Sir Michael said that by the time Ofsted recognised a school as failing it was often too late, creating a need for local troubleshooters to identify problems early.
He called on ministers to appoint dozens of local commissioners to decide whether to close or merge academies or replace head teachers or governing bodies where standards were unacceptably low.
He said: "I speak as someone who believes in autonomy and who believes in independence and as a great supporter of the academy programme, but we know there will be some academies that won't do well. It is no good just relying on Ofsted to give the judgment. By that time it is too late.

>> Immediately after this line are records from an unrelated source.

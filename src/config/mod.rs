//! Layout settings shared by the ledger and chart renderers.

/// Fixed-width layout used when rendering categories and charts.
#[derive(Debug, Clone, PartialEq, Eq)]
pub struct LayoutConfig {
    /// Total width of every category line.
    pub line_width: usize,
    /// Maximum characters of a description shown per ledger line.
    pub description_width: usize,
    /// Fill character around the centred category title.
    pub title_fill: char,
    /// Percentage bucket size for the spend chart.
    pub chart_step: u32,
}

impl Default for LayoutConfig {
    fn default() -> Self {
        Self {
            line_width: 30,
            description_width: 23,
            title_fill: '*',
            chart_step: 10,
        }
    }
}

impl LayoutConfig {
    /// Chart step kept within `1..=100`.
    pub fn effective_step(&self) -> u32 {
        self.chart_step.clamp(1, 100)
    }

    /// Chart levels from the highest multiple of the step down to 0.
    pub fn chart_levels(&self) -> Vec<u32> {
        let step = self.effective_step();
        (0..=100 / step).rev().map(|idx| idx * step).collect()
    }
}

We need some sort of intermediary bodies which can detect when things aren't going well, look at the data and have their ear very close to the ground to determine when there is a certain issue."
On dress code, he said: "If we turned up at the doctor's surgery or the lawyer's offices or a surgeon's consultation we would expect them to look professional, it's the same with teachers."
Stephen Twigg, Labour's Shadow Education Secretary, said his party would give "serious consideration" to the idea of commissioners. He said: "As part of Labour's policy review we will give serious consideration to Sir Michael's suggestion. We have been looking at the idea of local schools' commissioners to raise standards and deal with poorly performing schools, whilst protecting autonomy and local accountability. There needs to be strong evidence that these plans would work in the UK. They deserve a fair hearing but ministers should come to Parliament and explain them."
A Department for Education spokesman said: "We welcome Sir Michael Wilshaw's thoughts on how we can continue to drive up standards in schools. We have already established the Office of the Schools Commissioner and will take action to deal with any failing school or academy.
"We have also published more information than ever before about how schools are performing, including their spending and results, so they can be held to account and parents really know what is going on in schools, including academies."